**Problem description**
Report, from the records below, every line where the word "sweep" appears.

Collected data
************

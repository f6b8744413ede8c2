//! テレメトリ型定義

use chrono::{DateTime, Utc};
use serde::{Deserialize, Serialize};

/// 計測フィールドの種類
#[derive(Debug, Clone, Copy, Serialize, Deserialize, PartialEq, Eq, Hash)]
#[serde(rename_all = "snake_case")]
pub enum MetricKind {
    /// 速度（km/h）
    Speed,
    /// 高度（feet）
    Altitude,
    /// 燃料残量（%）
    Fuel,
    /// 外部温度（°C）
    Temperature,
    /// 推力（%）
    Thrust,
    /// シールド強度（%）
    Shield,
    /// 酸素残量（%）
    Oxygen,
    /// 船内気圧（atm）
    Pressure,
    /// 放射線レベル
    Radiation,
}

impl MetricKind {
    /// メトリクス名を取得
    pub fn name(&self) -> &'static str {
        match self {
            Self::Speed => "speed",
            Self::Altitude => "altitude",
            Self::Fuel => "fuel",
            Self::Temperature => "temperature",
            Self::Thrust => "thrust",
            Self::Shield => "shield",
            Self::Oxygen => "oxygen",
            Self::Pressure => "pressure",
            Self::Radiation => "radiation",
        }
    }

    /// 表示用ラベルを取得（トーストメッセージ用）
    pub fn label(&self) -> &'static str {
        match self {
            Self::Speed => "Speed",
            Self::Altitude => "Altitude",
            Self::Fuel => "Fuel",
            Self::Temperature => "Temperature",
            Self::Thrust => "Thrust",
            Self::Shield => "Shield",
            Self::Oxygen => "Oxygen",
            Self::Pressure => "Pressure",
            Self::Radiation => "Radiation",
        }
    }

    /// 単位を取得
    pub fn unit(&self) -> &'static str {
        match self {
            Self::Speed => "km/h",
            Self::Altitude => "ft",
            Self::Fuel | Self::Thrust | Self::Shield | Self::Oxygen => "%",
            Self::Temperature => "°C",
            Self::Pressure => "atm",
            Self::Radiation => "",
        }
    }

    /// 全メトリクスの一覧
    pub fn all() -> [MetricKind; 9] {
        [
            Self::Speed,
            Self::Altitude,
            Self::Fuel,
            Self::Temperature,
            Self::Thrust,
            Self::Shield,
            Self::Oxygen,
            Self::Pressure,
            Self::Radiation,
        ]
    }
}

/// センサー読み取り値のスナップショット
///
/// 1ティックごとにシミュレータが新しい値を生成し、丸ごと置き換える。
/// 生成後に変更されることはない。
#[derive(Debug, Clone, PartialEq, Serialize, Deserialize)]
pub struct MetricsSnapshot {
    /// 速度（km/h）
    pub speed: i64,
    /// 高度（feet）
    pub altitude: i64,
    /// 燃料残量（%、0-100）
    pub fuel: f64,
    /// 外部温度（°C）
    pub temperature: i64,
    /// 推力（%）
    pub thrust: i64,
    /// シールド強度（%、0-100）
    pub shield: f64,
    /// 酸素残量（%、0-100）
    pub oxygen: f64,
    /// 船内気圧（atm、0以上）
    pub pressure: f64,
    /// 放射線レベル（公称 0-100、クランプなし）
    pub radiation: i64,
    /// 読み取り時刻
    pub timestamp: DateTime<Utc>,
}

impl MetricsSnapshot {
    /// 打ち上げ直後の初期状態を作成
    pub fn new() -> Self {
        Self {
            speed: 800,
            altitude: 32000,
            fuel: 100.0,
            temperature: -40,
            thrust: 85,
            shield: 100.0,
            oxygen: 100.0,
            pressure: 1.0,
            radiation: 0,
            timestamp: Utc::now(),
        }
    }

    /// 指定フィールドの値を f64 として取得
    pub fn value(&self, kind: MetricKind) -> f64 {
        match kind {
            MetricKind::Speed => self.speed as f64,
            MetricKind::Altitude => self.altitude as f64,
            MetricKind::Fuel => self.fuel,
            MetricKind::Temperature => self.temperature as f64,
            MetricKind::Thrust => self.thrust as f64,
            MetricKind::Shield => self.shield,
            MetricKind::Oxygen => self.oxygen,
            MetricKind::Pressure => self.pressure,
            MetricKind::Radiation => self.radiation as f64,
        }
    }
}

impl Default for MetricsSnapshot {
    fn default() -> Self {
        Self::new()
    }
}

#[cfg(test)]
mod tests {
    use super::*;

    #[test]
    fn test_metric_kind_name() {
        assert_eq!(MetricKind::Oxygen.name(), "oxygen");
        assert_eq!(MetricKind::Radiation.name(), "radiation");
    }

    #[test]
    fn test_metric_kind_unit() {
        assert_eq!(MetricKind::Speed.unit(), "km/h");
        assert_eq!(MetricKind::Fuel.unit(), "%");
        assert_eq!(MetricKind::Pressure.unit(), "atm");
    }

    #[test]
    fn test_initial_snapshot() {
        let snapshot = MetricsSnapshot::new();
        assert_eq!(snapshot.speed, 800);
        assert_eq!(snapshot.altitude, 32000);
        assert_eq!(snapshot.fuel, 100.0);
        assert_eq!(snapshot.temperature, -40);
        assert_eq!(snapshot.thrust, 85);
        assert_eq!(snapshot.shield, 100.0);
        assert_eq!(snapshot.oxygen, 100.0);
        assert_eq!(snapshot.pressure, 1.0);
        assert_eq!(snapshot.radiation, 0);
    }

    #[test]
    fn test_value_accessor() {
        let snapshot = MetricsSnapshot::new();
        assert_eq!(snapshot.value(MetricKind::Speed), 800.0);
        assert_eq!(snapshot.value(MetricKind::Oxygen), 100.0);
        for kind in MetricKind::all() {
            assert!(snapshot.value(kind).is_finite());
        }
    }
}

************

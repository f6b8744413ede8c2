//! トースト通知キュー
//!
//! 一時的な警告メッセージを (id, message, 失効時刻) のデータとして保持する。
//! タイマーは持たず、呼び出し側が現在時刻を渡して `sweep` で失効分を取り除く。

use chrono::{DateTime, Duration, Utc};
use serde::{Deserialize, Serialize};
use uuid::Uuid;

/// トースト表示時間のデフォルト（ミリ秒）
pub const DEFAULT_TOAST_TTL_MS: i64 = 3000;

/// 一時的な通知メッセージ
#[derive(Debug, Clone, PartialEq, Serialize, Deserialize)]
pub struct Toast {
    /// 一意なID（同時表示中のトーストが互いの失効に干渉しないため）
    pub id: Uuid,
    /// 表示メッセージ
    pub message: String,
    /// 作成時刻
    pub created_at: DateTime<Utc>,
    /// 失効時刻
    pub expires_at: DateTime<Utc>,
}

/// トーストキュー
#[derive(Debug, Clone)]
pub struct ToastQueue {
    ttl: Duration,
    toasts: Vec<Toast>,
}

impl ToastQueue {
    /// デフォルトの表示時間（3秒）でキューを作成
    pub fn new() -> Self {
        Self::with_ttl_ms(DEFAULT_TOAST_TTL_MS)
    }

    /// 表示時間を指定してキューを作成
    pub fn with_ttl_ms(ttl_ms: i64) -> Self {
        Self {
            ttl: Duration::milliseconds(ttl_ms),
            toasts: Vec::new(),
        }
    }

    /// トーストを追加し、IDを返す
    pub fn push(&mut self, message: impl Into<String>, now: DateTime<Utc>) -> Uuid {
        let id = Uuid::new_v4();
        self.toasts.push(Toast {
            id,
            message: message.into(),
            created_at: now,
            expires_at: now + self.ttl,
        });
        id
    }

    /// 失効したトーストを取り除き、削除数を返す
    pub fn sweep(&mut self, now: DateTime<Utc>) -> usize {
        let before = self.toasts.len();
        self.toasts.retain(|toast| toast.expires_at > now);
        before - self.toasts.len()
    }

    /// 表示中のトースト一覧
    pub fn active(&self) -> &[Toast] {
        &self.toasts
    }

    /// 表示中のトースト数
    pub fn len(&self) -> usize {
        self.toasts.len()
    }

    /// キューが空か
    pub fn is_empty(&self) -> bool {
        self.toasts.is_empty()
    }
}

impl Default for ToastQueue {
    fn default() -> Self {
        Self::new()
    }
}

************

**Solution for this task**
//! タイマーは持たず、呼び出し側が現在時刻を渡して `sweep` で失効分を取り除く。
    pub fn sweep(&mut self, now: DateTime<Utc>) -> usize {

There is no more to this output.